Adozione di maggiorenne: finalità patrimoniale e finalità solidaristica

07 FEBBRAIO 2025 | Adozione

di Avv. Chiara Curculescu

IL CASO. Il Tribunale di Asti, nel marzo 2023, respingeva la domanda proposta da una signora novantenne volta all’adozione di un ragazzo maggiorenne che la stessa considerava alla stregua di un nipote, unitamente alla domanda di posposizione del cognome dell’adottante a quello dell’adottando.

La Corte d’Appello di Torino, nell’ottobre 2023, confermava la pronuncia di primo grado sul presupposto che non erano emersi elementi circa l’esistenza di “una storia personale” o di “un contesto familiare tra adottante ed adottando” e che, al di là del rapporto di amicizia tra la signora e la famiglia dell’adottando, quest’ultimo ricoprisse più una funzione di sostegno e assistenza dell’adottante per le sue necessità di cura.
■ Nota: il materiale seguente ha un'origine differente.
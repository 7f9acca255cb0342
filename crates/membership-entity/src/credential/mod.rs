//! Credential domain entities.

pub mod model;

pub use model::Credential;
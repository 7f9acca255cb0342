//! Audit log entry entity model.

use chrono::{DateTime, Utc};
use serde::{Deserialize, Serialize};

use membership_core::result::AppResult;
use membership_core::types::SqlRow;

/// A persisted audit event.
#[derive(Debug, Clone, Serialize, Deserialize)]
pub struct AuditLogEntry {
    /// Row identifier.
    pub id: i64,
    /// When the event was written.
    pub logged_at: DateTime<Utc>,
    /// Event category (e.g. `"login"`, `"lockout"`).
    pub category: String,
    /// `"success"` or `"failure"`.
    pub status: String,
    /// Human-readable summary.
    pub message: String,
    /// Failure reason.
    pub error: Option<String>,
    /// Structured context.
    pub details: serde_json::Value,
}

impl AuditLogEntry {
    /// Decode an `audit_log` row.
    pub fn from_row(row: &SqlRow) -> AppResult<Self> {
        let details = match row.opt_string("details")? {
            Some(raw) if !raw.is_empty() => serde_json::from_str(&raw)?,
            _ => serde_json::Value::Null,
        };

        Ok(Self {
            id: row.i64("id")?,
            logged_at: row.timestamp("logged_at")?,
            category: row.string("category")?,
            status: row.string("status")?,
            message: row.string("message")?,
            error: row.opt_string("error")?,
            details,
        })
    }
}
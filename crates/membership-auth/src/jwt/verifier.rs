//! Token verification against a set of keys.

use chrono::{DateTime, Utc};
use jsonwebtoken::{Algorithm, DecodingKey, Validation, decode};

use membership_core::error::AppError;
use membership_entity::session::SigningKey;

use super::claims::SessionClaims;

/// Verifies session tokens against every currently valid key.
///
/// Expiry is checked against the caller's clock rather than the system
/// time.
#[derive(Debug, Clone)]
pub struct TokenVerifier {
    validation: Validation,
}

impl Default for TokenVerifier {
    fn default() -> Self {
        Self::new()
    }
}

impl TokenVerifier {
    /// Creates a verifier for HS256 tokens.
    pub fn new() -> Self {
        let mut validation = Validation::new(Algorithm::HS256);
        validation.validate_exp = false;
        validation.validate_aud = false;
        validation.required_spec_claims.clear();

        Self { validation }
    }

    /// Try `keys` in order (newest first) and return the claims of the
    /// first key whose signature matches.
    pub fn verify(
        &self,
        token: &str,
        keys: &[SigningKey],
        now: DateTime<Utc>,
    ) -> Result<SessionClaims, AppError> {
        for key in keys {
            match decode::<SessionClaims>(
                token,
                &DecodingKey::from_secret(&key.material),
                &self.validation,
            ) {
                Ok(data) => {
                    if data.claims.is_expired_at(now) {
                        return Err(AppError::authentication("Session has expired"));
                    }
                    return Ok(data.claims);
                }
                Err(e) if matches!(e.kind(), jsonwebtoken::errors::ErrorKind::InvalidSignature) => {
                    continue;
                }
                Err(e) => {
                    return Err(AppError::authentication(format!("Invalid session token: {e}")));
                }
            }
        }
        Err(AppError::authentication("Invalid session signature"))
    }
}
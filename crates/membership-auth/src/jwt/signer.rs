//! Token signing with a given key.

use jsonwebtoken::{Algorithm, EncodingKey, Header, encode};

use membership_core::error::AppError;
use membership_entity::session::SigningKey;

use super::claims::SessionClaims;

/// Signs session claims with HMAC-SHA256.
#[derive(Debug, Clone, Copy, Default)]
pub struct TokenSigner;

impl TokenSigner {
    /// Sign `claims` with `key`. The key id travels in the header.
    pub fn sign(&self, claims: &SessionClaims, key: &SigningKey) -> Result<String, AppError> {
        let mut header = Header::new(Algorithm::HS256);
        header.kid = Some(key.id.to_string());

        encode(&header, claims, &EncodingKey::from_secret(&key.material))
            .map_err(|e| AppError::internal(format!("Failed to encode session token: {e}")))
    }
}
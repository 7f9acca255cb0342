//! Connection pool management and the [`Store`] implementation.

use std::time::Duration;

use async_trait::async_trait;
use sqlx::any::{AnyPoolOptions, AnyRow};
use sqlx::pool::PoolConnection;
use sqlx::{Any, AnyConnection, AnyPool, Column, Row, Transaction};
use tracing::{debug, info};

use membership_core::config::DatabaseConfig;
use membership_core::error::{AppError, ErrorKind};
use membership_core::result::AppResult;
use membership_core::traits::{SqlExecutor, Store, UnitOfWork};
use membership_core::types::{SqlRow, SqlValue};

use crate::dialect::Dialect;

/// A [`Store`] over a `sqlx` connection pool.
///
/// The engine is chosen by the URL scheme; statements written with `?`
/// placeholders are rewritten for it before execution.
#[derive(Debug, Clone)]
pub struct SqlStore {
    /// The underlying sqlx connection pool.
    pool: AnyPool,
    dialect: Dialect,
}

impl SqlStore {
    /// Create a new store from configuration.
    pub async fn connect(config: &DatabaseConfig) -> AppResult<Self> {
        sqlx::any::install_default_drivers();
        let dialect = Dialect::from_url(&config.url)?;

        info!(
            url = %mask_password(&config.url),
            dialect = ?dialect,
            max_connections = config.max_connections,
            min_connections = config.min_connections,
            "Connecting to database"
        );

        let mut options = AnyPoolOptions::new()
            .acquire_timeout(Duration::from_secs(config.connect_timeout_seconds));

        // A private in-memory database lives exactly as long as its one connection.
        options = if config.is_in_memory() {
            options
                .max_connections(1)
                .min_connections(1)
                .idle_timeout(None)
                .max_lifetime(None)
        } else {
            options
                .max_connections(config.max_connections)
                .min_connections(config.min_connections.min(config.max_connections))
                .idle_timeout(Duration::from_secs(config.idle_timeout_seconds))
        };

        let pool = options.connect(&config.url).await.map_err(|e| {
            AppError::with_source(
                ErrorKind::Database,
                format!("Failed to connect to database: {e}"),
                e,
            )
        })?;

        info!("Successfully connected to database");
        Ok(Self { pool, dialect })
    }

    /// The engine this store talks to.
    pub fn dialect(&self) -> Dialect {
        self.dialect
    }

    /// Return a reference to the underlying sqlx pool.
    pub fn pool(&self) -> &AnyPool {
        &self.pool
    }

    /// Check database connectivity.
    pub async fn health_check(&self) -> AppResult<bool> {
        let mut conn = self.connection().await?;
        let row = conn
            .fetch_one("SELECT CAST(1 AS BIGINT) AS ok", &[])
            .await?;
        Ok(row.i64("ok")? == 1)
    }

    /// Close all connections in the pool.
    pub async fn close(&self) {
        self.pool.close().await;
        info!("Database pool closed");
    }
}

#[async_trait]
impl Store for SqlStore {
    async fn begin(&self) -> AppResult<Box<dyn UnitOfWork>> {
        let tx = self.pool.begin().await.map_err(|e| {
            AppError::with_source(ErrorKind::Database, "Failed to begin unit of work", e)
        })?;
        Ok(Box::new(SqlUnitOfWork {
            tx,
            dialect: self.dialect,
        }))
    }

    async fn connection(&self) -> AppResult<Box<dyn SqlExecutor>> {
        let conn = self.pool.acquire().await.map_err(|e| {
            AppError::with_source(ErrorKind::Database, "Failed to acquire connection", e)
        })?;
        Ok(Box::new(SqlConnection {
            conn,
            dialect: self.dialect,
        }))
    }
}

/// A pooled connection outside any unit of work.
struct SqlConnection {
    conn: PoolConnection<Any>,
    dialect: Dialect,
}

#[async_trait]
impl SqlExecutor for SqlConnection {
    async fn execute(&mut self, sql: &str, params: &[SqlValue]) -> AppResult<u64> {
        execute_on(&mut self.conn, self.dialect, sql, params).await
    }

    async fn fetch_all(&mut self, sql: &str, params: &[SqlValue]) -> AppResult<Vec<SqlRow>> {
        fetch_on(&mut self.conn, self.dialect, sql, params).await
    }
}

/// A database transaction. Dropping it without commit rolls back.
struct SqlUnitOfWork {
    tx: Transaction<'static, Any>,
    dialect: Dialect,
}

#[async_trait]
impl SqlExecutor for SqlUnitOfWork {
    async fn execute(&mut self, sql: &str, params: &[SqlValue]) -> AppResult<u64> {
        execute_on(&mut self.tx, self.dialect, sql, params).await
    }

    async fn fetch_all(&mut self, sql: &str, params: &[SqlValue]) -> AppResult<Vec<SqlRow>> {
        fetch_on(&mut self.tx, self.dialect, sql, params).await
    }
}

#[async_trait]
impl UnitOfWork for SqlUnitOfWork {
    async fn commit(self: Box<Self>) -> AppResult<()> {
        self.tx.commit().await.map_err(|e| {
            AppError::with_source(ErrorKind::Database, "Failed to commit unit of work", e)
        })
    }

    async fn rollback(self: Box<Self>) -> AppResult<()> {
        self.tx.rollback().await.map_err(|e| {
            AppError::with_source(ErrorKind::Database, "Failed to roll back unit of work", e)
        })
    }
}

fn bind_all<'q>(
    mut query: sqlx::query::Query<'q, Any, sqlx::any::AnyArguments<'q>>,
    params: &[&SqlValue],
) -> sqlx::query::Query<'q, Any, sqlx::any::AnyArguments<'q>> {
    for param in params {
        query = match param {
            SqlValue::Int(v) => query.bind(*v),
            SqlValue::Text(v) => query.bind(v.clone()),
            SqlValue::Bytes(v) => query.bind(v.clone()),
            SqlValue::Timestamp(v) => query.bind(v.timestamp_micros()),
            // Nulls are inlined as literals by the dialect translation.
            SqlValue::Null => query,
        };
    }
    query
}

async fn execute_on(
    conn: &mut AnyConnection,
    dialect: Dialect,
    sql: &str,
    params: &[SqlValue],
) -> AppResult<u64> {
    let (translated, bound) = dialect.translate(sql, params)?;
    debug!(sql = %translated, params = bound.len(), "Executing statement");

    let result = bind_all(sqlx::query(&translated), &bound)
        .execute(&mut *conn)
        .await
        .map_err(|e| map_sqlx_error(e, "Failed to execute statement"))?;
    Ok(result.rows_affected())
}

async fn fetch_on(
    conn: &mut AnyConnection,
    dialect: Dialect,
    sql: &str,
    params: &[SqlValue],
) -> AppResult<Vec<SqlRow>> {
    let (translated, bound) = dialect.translate(sql, params)?;
    debug!(sql = %translated, params = bound.len(), "Running query");

    let rows = bind_all(sqlx::query(&translated), &bound)
        .fetch_all(&mut *conn)
        .await
        .map_err(|e| map_sqlx_error(e, "Failed to run query"))?;
    rows.iter().map(decode_row).collect()
}

fn decode_row(row: &AnyRow) -> AppResult<SqlRow> {
    let mut columns = Vec::with_capacity(row.len());

    for (index, column) in row.columns().iter().enumerate() {
        let value = if let Ok(v) = row.try_get::<Option<i64>, _>(index) {
            v.map_or(SqlValue::Null, SqlValue::Int)
        } else if let Ok(v) = row.try_get::<Option<String>, _>(index) {
            v.map_or(SqlValue::Null, SqlValue::Text)
        } else if let Ok(v) = row.try_get::<Option<Vec<u8>>, _>(index) {
            v.map_or(SqlValue::Null, SqlValue::Bytes)
        } else {
            return Err(AppError::database(format!(
                "Unsupported type for column '{}'",
                column.name()
            )));
        };
        columns.push((column.name().to_string(), value));
    }

    Ok(SqlRow::new(columns))
}

fn map_sqlx_error(err: sqlx::Error, context: &str) -> AppError {
    let kind = match &err {
        sqlx::Error::Database(db) if db.is_unique_violation() => ErrorKind::Conflict,
        _ => ErrorKind::Database,
    };
    AppError::with_source(kind, format!("{context}: {err}"), err)
}

/// Mask the password portion of a database URL for safe logging.
fn mask_password(url: &str) -> String {
    if let Some(at_pos) = url.find('@') {
        if let Some(colon_pos) = url[..at_pos].rfind(':') {
            let scheme_end = url.find("://").map(|p| p + 3).unwrap_or(0);
            if colon_pos > scheme_end {
                return format!("{}:****@{}", &url[..colon_pos], &url[at_pos + 1..]);
            }
        }
    }
    url.to_string()
}
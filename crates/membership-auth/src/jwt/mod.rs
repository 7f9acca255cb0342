//! Session token claims, signing, and verification.

pub mod claims;
pub mod signer;
pub mod verifier;

pub use claims::SessionClaims;
pub use signer::TokenSigner;
pub use verifier::TokenVerifier;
Avverso tale decisione, con la quale sostanzialmente veniva dato rilievo preponderante all’aspetto solidaristico dell’istituto e veniva nel caso di specie negata la sussistenza di un inserimento di fatto dell’adottando nel contesto familiare dell’adottante, questi proponevano ricorso per Cassazione sulla base di quattro motivi: con il primo veniva lamentata la violazione e falsa applicazione dell’art.291 c.c. nella parte in cui non era stato in alcun modo tenuto conto della funzione anche patrimoniale dell’istituto dell’adozione di maggiorenne; con il secondo si evidenziava che la Corte ben avrebbe potuto verificare che, in realtà, anche nell’ottica solidaristica, erano presenti tutte le condizioni previste agli artt. 291, 296, 297, 311 e 312 c.c.; con il terzo veniva denunciata la violazione e falsa applicazione dell’art. 7 della Carta Europea dei Diritti Fondamentali e dell’art. 8 CEDU; infine, con l’ultimo motivo, veniva censurata la violazione dell’interpretazione costituzionalmente orientata dell’art. 299 c.c. con riguardo alla richiesta di posposizione del cognome dell’adottante a quello dell’adottando.

LA DECISIONE.  Con ordinanza n. 29684 del 19 novembre 2024 la Corte di Cassazione ha accolto il ricorso proposto dalla adottante e dall’adottando, cassando la sentenza impugnata con rinvio alla Corte d’Appello di Torino.

La Suprema Corte si è soffermata anzitutto su un conciso riepilogo dei presupposti per l’applicazione dell’istituto dell’adozione di maggiorenne, evidenziando – così come rilevato nella sentenza 89/1993 della Corte Costituzionale – che tale tipo di adozione è “essenzialmente determinata dal consenso dell'adottante e dell'adottando, giacché il controllo del Tribunale verte sui requisiti che legittimano l'adozione, essendo rimesso al giudice il ristretto potere di valutare se l'adozione "conviene" all'adottando” rilevando inoltre come “al giudice non è attribuito alcun discrezionale apprezzamento dell'interesse della persona dell'adottando, né possono essere effettuati quegli incisivi controlli previsti per l'adozione di minori, che significativamente rispecchiano la diversità di presupposti e di finalità dei due istituti”.

Le condizioni e i requisiti che debbono essere vagliati dal Tribunale rimangono fermi anche alla luce della linea evolutiva adottata dalla giurisprudenza costituzionale e di legittimità in relazione alla configurazione sociologica dell’istituto in questione, quale “strumento duttile e sensibile alle sollecitazioni della società, in cui assumono crescente rilevanza i profili personalistici, accanto a quelli patrimoniali” (sentenza Corte Costituzionale n.5/2024).

Pertanto, oltre alla tradizionale funzione patrimoniale, l’adozione di maggiorenne è oggi caratterizzata da una funzione solidaristica, ferme restando le condizioni previste per l’autorizzazione da parte del Tribunale.

Sul presupposto di tali principi, tenuto conto che comunque nel caso di specie dovevano ritenersi soddisfatti tutti i requisiti di legge, la Suprema Corte ha anche ritenuto sussistere un reale e autentico rapporto affettivo e accuditivo tra adottante e adottando.

Sotto il profilo rilevato con il quarto motivo di censura, avente ad oggetto la questione della posposizione del cognome, la Suprema Corte, pur ritenendo assorbita la questione che è stata rimessa al giudice del rinvio, ha richiamato la sentenza n.135/2023 della Corte Costituzionale, la quale ha statuito l’illegittimità costituzionale dell’art. 299 c.c. nella parte in cui non consente di aggiungere, con la sentenza di adozione, il cognome dell’adottante a quello dell’adottato maggiorenne, laddove vi sia il consenso di entrambi.